YOUR OBJECTIVE:
Starting at the first line and ending at the last, output the data exactly.

☆ ☆ ☆ ☆

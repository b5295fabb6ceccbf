//! Tool handlers
//!
//! Handlers are thin: they resolve defaults from [`Config`], call into the
//! pure [`crate::fantasy`] core and shape the response.

use mcp_common::{invalid_params_with, json_success, CallToolResult, McpError};
use serde::Serialize;
use serde_json::Value;

use crate::config::Config;
use crate::fantasy::{
    self,
    scoring::{overflow_errors, Contribution},
    validate_record, DashboardData, FantasyScore, RecordSlot, ScoringWeights, StatRecord,
    ValidationErrors,
};
use crate::params::*;

/// Content type the host uses to pick a rendering surface for the artifact.
pub const ARTIFACT_CONTENT_TYPE: &str = "application/vnd.ant.react";

/// What `compare_players` returns: dashboard data plus rendering metadata.
#[derive(Debug, Serialize)]
pub struct ComparisonArtifact {
    pub content_type: &'static str,
    pub title: String,
    pub data: DashboardData,
}

impl ComparisonArtifact {
    pub fn new(data: DashboardData) -> Self {
        Self {
            content_type: ARTIFACT_CONTENT_TYPE,
            title: format!("{} vs {} Fantasy Comparison", data.player1.name, data.player2.name),
            data,
        }
    }
}

#[derive(Debug, Serialize)]
pub struct PlayerScoreReport {
    pub player: StatRecord,
    pub score: FantasyScore,
    pub breakdown: Vec<Contribution>,
}

#[derive(Debug, Serialize)]
pub struct WeightsReport {
    pub default_season: String,
    pub weights: ScoringWeights,
    pub formula: String,
}

fn validation_to_mcp(errors: ValidationErrors) -> McpError {
    tracing::warn!(errors = %errors, "Rejected player stats");
    let data = serde_json::to_value(&errors).unwrap_or(Value::Null);
    invalid_params_with(format!("Invalid player stats: {errors}"), data)
}

/// Human-readable form of the active formula, e.g.
/// `1*ppg + 1.2*rpg + ... - 1*tov`.
pub fn formula(weights: &ScoringWeights) -> String {
    let mut out = String::new();
    for (i, category) in ScoringWeights::SCORED.into_iter().enumerate() {
        let Some(weight) = weights.weight(category) else {
            continue;
        };
        let sign = if weight < 0.0 { '-' } else { '+' };
        if i == 0 {
            if weight < 0.0 {
                out.push('-');
            }
        } else {
            out.push(' ');
            out.push(sign);
            out.push(' ');
        }
        out.push_str(&format!("{}*{}", weight.abs(), category.key()));
    }
    out
}

/// Pick the request's season, falling back to the configured default.
fn resolve_season(requested: Option<String>, config: &Config) -> String {
    requested
        .map(|s| s.trim().to_string())
        .filter(|s| !s.is_empty())
        .unwrap_or_else(|| config.season.default.clone())
}

/// Validate both records and return the dashboard as a [`ComparisonArtifact`].
///
/// A blank or absent season falls back to the configured default.
pub fn compare_players(
    config: &Config,
    params: ComparePlayersParams,
) -> Result<CallToolResult, McpError> {
    let season = resolve_season(params.season, config);

    let data = fantasy::compare(&params.player1, &params.player2, &season, &config.weights)
        .map_err(validation_to_mcp)?;

    tracing::info!(
        season = %data.season,
        player1 = %data.player1.name,
        player2 = %data.player2.name,
        score1 = %data.scores.player1.display,
        score2 = %data.scores.player2.display,
        winner = ?data.winner.outcome,
        "Compared players"
    );

    json_success(&ComparisonArtifact::new(data))
}

/// Score one record and list each weighted term.
///
/// Problems are reported under the `player1` slot.
pub fn score_player(
    config: &Config,
    params: ScorePlayerParams,
) -> Result<CallToolResult, McpError> {
    let player = validate_record(RecordSlot::Player1, &params.player).map_err(validation_to_mcp)?;
    ValidationErrors::from_vec(overflow_errors(&player, RecordSlot::Player1, &config.weights))
        .map_err(validation_to_mcp)?;
    let score = fantasy::score(&player, &config.weights);

    tracing::debug!(player = %player.name, score = %score.display, "Scored player");

    json_success(&PlayerScoreReport {
        breakdown: fantasy::scoring::contributions(&player, &config.weights),
        score,
        player,
    })
}

/// Report the active weights, the default season, and the formula they give.
pub fn get_scoring_weights(config: &Config) -> Result<CallToolResult, McpError> {
    json_success(&WeightsReport {
        default_season: config.season.default.clone(),
        weights: config.weights,
        formula: formula(&config.weights),
    })
}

☆ ☆ ☆ ☆

WRITTEN SOLUTION:
repository b5295fabb6ceccbf
//! Tool handlers
//!
//! Handlers are thin: they resolve defaults from [`Config`], call into the
//! pure [`crate::fantasy`] core and shape the response.

use mcp_common::{invalid_params_with, json_success, CallToolResult, McpError};
use serde::Serialize;
use serde_json::Value;

use crate::config::Config;
use crate::fantasy::{
    self,
    scoring::{overflow_errors, Contribution},
    validate_record, DashboardData, FantasyScore, RecordSlot, ScoringWeights, StatRecord,
    ValidationErrors,
};
use crate::params::*;

/// Content type the host uses to pick a rendering surface for the artifact.
pub const ARTIFACT_CONTENT_TYPE: &str = "application/vnd.ant.react";

/// What `compare_players` returns: dashboard data plus rendering metadata.
#[derive(Debug, Serialize)]
pub struct ComparisonArtifact {
    pub content_type: &'static str,
    pub title: String,
    pub data: DashboardData,
}

impl ComparisonArtifact {
    pub fn new(data: DashboardData) -> Self {
        Self {
            content_type: ARTIFACT_CONTENT_TYPE,
            title: format!("{} vs {} Fantasy Comparison", data.player1.name, data.player2.name),
            data,
        }
    }
}

#[derive(Debug, Serialize)]
pub struct PlayerScoreReport {
    pub player: StatRecord,
    pub score: FantasyScore,
    pub breakdown: Vec<Contribution>,
}

#[derive(Debug, Serialize)]
pub struct WeightsReport {
    pub default_season: String,
    pub weights: ScoringWeights,
    pub formula: String,
}

fn validation_to_mcp(errors: ValidationErrors) -> McpError {
    tracing::warn!(errors = %errors, "Rejected player stats");
    let data = serde_json::to_value(&errors).unwrap_or(Value::Null);
    invalid_params_with(format!("Invalid player stats: {errors}"), data)
}

/// Human-readable form of the active formula, e.g.
/// `1*ppg + 1.2*rpg + ... - 1*tov`.
pub fn formula(weights: &ScoringWeights) -> String {
    let mut out = String::new();
    for (i, category) in ScoringWeights::SCORED.into_iter().enumerate() {
        let Some(weight) = weights.weight(category) else {
            continue;
        };
        let sign = if weight < 0.0 { '-' } else { '+' };
        if i == 0 {
            if weight < 0.0 {
                out.push('-');
            }
        } else {
            out.push(' ');
            out.push(sign);
            out.push(' ');
        }
        out.push_str(&format!("{}*{}", weight.abs(), category.key()));
    }
    out
}

/// Pick the request's season, falling back to the configured default.
fn resolve_season(requested: Option<String>, config: &Config) -> String {
    requested
        .map(|s| s.trim().to_string())
        .filter(|s| !s.is_empty())
        .unwrap_or_else(|| config.season.default.clone())
}

/// Validate both records and return the dashboard as a [`ComparisonArtifact`].
///
/// A blank or absent season falls back to the configured default.
pub fn compare_players(
    config: &Config,
    params: ComparePlayersParams,
) -> Result<CallToolResult, McpError> {
    let season = resolve_season(params.season, config);

    let data = fantasy::compare(&params.player1, &params.player2, &season, &config.weights)
        .map_err(validation_to_mcp)?;

    tracing::info!(
        season = %data.season,
        player1 = %data.player1.name,
        player2 = %data.player2.name,
        score1 = %data.scores.player1.display,
        score2 = %data.scores.player2.display,
        winner = ?data.winner.outcome,
        "Compared players"
    );

    json_success(&ComparisonArtifact::new(data))
}

/// Score one record and list each weighted term.
///
/// Problems are reported under the `player1` slot.
pub fn score_player(
    config: &Config,
    params: ScorePlayerParams,
) -> Result<CallToolResult, McpError> {
    let player = validate_record(RecordSlot::Player1, &params.player).map_err(validation_to_mcp)?;
    ValidationErrors::from_vec(overflow_errors(&player, RecordSlot::Player1, &config.weights))
        .map_err(validation_to_mcp)?;
    let score = fantasy::score(&player, &config.weights);

    tracing::debug!(player = %player.name, score = %score.display, "Scored player");

    json_success(&PlayerScoreReport {
        breakdown: fantasy::scoring::contributions(&player, &config.weights),
        score,
        player,
    })
}

/// Report the active weights, the default season, and the formula they give.
pub fn get_scoring_weights(config: &Config) -> Result<CallToolResult, McpError> {
    json_success(&WeightsReport {
        default_season: config.season.default.clone(),
        weights: config.weights,
        formula: formula(&config.weights),
    })
}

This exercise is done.